Yvan KOENIG running Sierra 10.12.5 in French (VALLAURIS, France) mercredi 21 juin 2017 17:03:55

If you have AppleScript Toolbox installed:

on adding folder items to this_folder after receiving these_items
	set searchNumbers to AST find regex " [0-9]{7} " in file (item 1 of these_items)
	set oTIDs to AppleScript's text item delimiters
	set AppleScript's text item delimiters to "or"
	set searchtext to searchNumbers as text
	set AppleScript's text item delimiters to oTIDs
	
	(*
tell application "HoudahSpot4"
   activate
   search searchText
end tell
*)
end adding folder items to

Thanks DJ. You are more at ease with regex than me.
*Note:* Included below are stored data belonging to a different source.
// Copyright (c) 2017 Chef Software Inc. and/or applicable contributors
//
// Licensed under the Apache License, Version 2.0 (the "License");
// you may not use this file except in compliance with the License.
// You may obtain a copy of the License at
//
//     http://www.apache.org/licenses/LICENSE-2.0
//
// Unless required by applicable law or agreed to in writing, software
// distributed under the License is distributed on an "AS IS" BASIS,
// WITHOUT WARRANTIES OR CONDITIONS OF ANY KIND, either express or implied.
// See the License for the specific language governing permissions and
// limitations under the License.

//! `setrlimit` tuning used by Bootstrapper step 5.

use std::io;

use libc;

use error::{Error, Result};

#[derive(Clone, Copy, Debug)]
pub enum Resource {
    NoFile,
    Data,
    Stack,
    FSize,
    Rss,
}

impl Resource {
    fn as_libc(&self) -> i32 {
        match *self {
            Resource::NoFile => libc::RLIMIT_NOFILE,
            Resource::Data => libc::RLIMIT_DATA,
            Resource::Stack => libc::RLIMIT_STACK,
            Resource::FSize => libc::RLIMIT_FSIZE,
            #[cfg(target_os = "linux")]
            Resource::Rss => libc::RLIMIT_RSS,
            #[cfg(not(target_os = "linux"))]
            Resource::Rss => libc::RLIMIT_STACK,
        }
    }
}

pub fn get(resource: Resource) -> Result<libc::rlimit> {
    let mut lim = libc::rlimit { rlim_cur: 0, rlim_max: 0 };
    let ret = unsafe { libc::getrlimit(resource.as_libc(), &mut lim) };
    if ret != 0 {
        return Err(Error::Rlimit(io::Error::last_os_error()));
    }
    Ok(lim)
}

pub fn set(resource: Resource, cur: u64, max: u64) -> Result<()> {
    let lim = libc::rlimit {
        rlim_cur: cur,
        rlim_max: max,
    };
    let ret = unsafe { libc::setrlimit(resource.as_libc(), &lim) };
    if ret != 0 {
        return Err(Error::Rlimit(io::Error::last_os_error()));
    }
    Ok(())
}

/// Raise `RLIMIT_NOFILE` to `floor(hard * file_max_pct)`, then again to
/// `throttle + headroom` if that is larger than the current soft
/// limit, exactly as Bootstrapper step 5 specifies.
pub fn raise_nofile(file_max_pct: f64, throttle: Option<u64>, headroom: u64) -> Result<()> {
    let lim = get(Resource::NoFile)?;
    let hard = lim.rlim_max;
    let mut target = ((hard as f64) * file_max_pct).floor() as u64;
    if target > hard {
        target = hard;
    }
    if target < lim.rlim_cur {
        target = lim.rlim_cur;
    }
    set(Resource::NoFile, target, hard)?;

    if let Some(throttle) = throttle {
        let wanted = throttle + headroom;
        let current = get(Resource::NoFile)?;
        if wanted > current.rlim_cur && wanted <= current.rlim_max {
            set(Resource::NoFile, wanted, current.rlim_max)?;
        }
    }
    Ok(())
}

/// Raise a resource to its hard limit, used for RLIMIT_DATA,
/// RLIMIT_STACK, RLIMIT_FSIZE, RLIMIT_RSS in Bootstrapper step 5.
pub fn raise_to_hard(resource: Resource) -> Result<()> {
    let lim = get(resource)?;
    if lim.rlim_cur < lim.rlim_max {
        set(resource, lim.rlim_max, lim.rlim_max)?;
    }
    Ok(())
}

#[cfg(test)]
mod tests {
    use super::*;

    #[test]
    fn get_nofile_succeeds() {
        assert!(get(Resource::NoFile).is_ok());
    }
}
// Copyright (c) 2017 Chef Software Inc. and/or applicable contributors
//
// Licensed under the Apache License, Version 2.0 (the "License");
// you may not use this file except in compliance with the License.
// You may obtain a copy of the License at
//
//     http://www.apache.org/licenses/LICENSE-2.0
//
// Unless required by applicable law or agreed to in writing, software
// distributed under the License is distributed on an "AS IS" BASIS,
// WITHOUT WARRANTIES OR CONDITIONS OF ANY KIND, either express or implied.
// See the License for the specific language governing permissions and
// limitations under the License.

//! The control-channel variant of §4.4's health probe: a minimum
//! `RECORD_GET` of a known record, compared against its expected
//! value, classified exactly like the HTTP variant. This is what
//! fills in `ts_core::health::ControlChannelProbe`, kept in this crate
//! rather than `ts_core` so that crate does not need to depend on the
//! wire protocol.

use std::path::PathBuf;

use ts_core::health::Outcome;

use client::Client;

pub struct ControlProbe {
    pub socket_path: PathBuf,
    pub record_name: String,
    pub expected_value: String,
}

impl ts_core::health::ControlChannelProbe for ControlProbe {
    fn probe_control(&self, timeout_ms: u64) -> Outcome {
        let mut client = match Client::connect_with_timeout(&self.socket_path, timeout_ms) {
            Ok(c) => c,
            Err(_) => return Outcome::ConnectFailed,
        };
        match client.record_get_string(&self.record_name) {
            Ok(ref v) if *v == self.expected_value => Outcome::Ok,
            Ok(_) => Outcome::MalformedBody,
            Err(_) => Outcome::BadStatus,
        }
    }
}

#[cfg(test)]
mod tests {
    use super::*;
    use ts_core::health::ControlChannelProbe;

    #[test]
    fn connect_failure_classifies_as_connect_failed() {
        let probe = ControlProbe {
            socket_path: PathBuf::from("/nonexistent/ts-ctl-probe-test.sock"),
            record_name: "proxy.config.admin.user_id".to_string(),
            expected_value: "nobody".to_string(),
        };
        assert_eq!(probe.probe_control(200), Outcome::ConnectFailed);
    }
}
In the message #6 the search instruction may be edited as :

set searchNumbers to its findPattern:" [0-9]{7} " inString:theDatas

Yvan KOENIG running Sierra 10.12.5 in French (VALLAURIS, France) mercredi 21 juin 2017 19:10:35

still acting bugged

text file before scripting (i included the page header. don’t know if that makes a difference)

XYZ Fri 06-23-17_26p10-10-6.als Runsheet: Wednesday, June 21, 2017 File Name Ad Number Zon e Nam e Col umns Dept h Comme nt Col or On Page
[Ad Number].pdf 1989897 –
[Ad Number].pdf 1989212 FULL zzzzzz
[Ad Number].pdf 1971708 FULL zzzzzz
[Ad Number].pdf 1984276 FULL zzzzzz
[Ad Number].pdf 1989509 FULL zzzzzz
[Ad Number].pdf 1984935 FULL zzzzzz
AdServices:DisplayAds_HiRes:1963064.pdf 1963064 FULL xxxxxxxxxxx
AdServices:DisplayAds_HiRes:1963368.pdf 1963368 FULL xxxxxxxxxxx
AdServices:DisplayAds_HiRes:1963371.pdf 1963371 FULL xxxxxxxxxxx
AdServices:DisplayAds_HiRes:1972431.pdf 1972431 FULL xxxxxxxxxxx
AdServices:DisplayAds_HiRes:1988918.pdf 1988918 FULL xxxxxxxxxxx
AdServices:DisplayAds_HiRes:1989484.pdf 1989484 FULL xxxxxxxxxxx
AdServices:DisplayAds_HiRes:1987813.pdf 1987813 FULL xxxxxxxxxxx
AdServices:DisplayAds_HiRes:1977779.pdf 1977779 FULL xxxxxxxxxxx
AdServices:DisplayAds_HiRes:1988387.pdf 1988387 FULL xxxxxxxxxxx
AdServices:DisplayAds_HiRes:1950976.pdf 1950976 FULL xxxxxxxxxxx
AdServices:DisplayAds_HiRes:1950978.pdf 1950978 FULL xxxxxxxxxxx
AdServices:DisplayAds_HiRes:1950979.pdf 1950979 FULL xxxxxxxxxxx

after scripting:

1989897 or 1989212 or 1971708 or 1984276 or 1989509 or 1984935 or 1963064 or 1963368 or 1963371 or 1972431 or 1988918 or 1989484 or 1987813 or 1977779 or 1988387 or 1950976 or 1950978 or 1950979

expected result:

1989897 or 1989212 or 1971708 or 1984276 or 1989509 or 1984935

This regex string may do it.


It’s a white space, seven digits, and another space which aren’t preceded by “AdServices:DisplayAds_HiRes:”, seven digits, “.pdf”, and zero to five other spaces.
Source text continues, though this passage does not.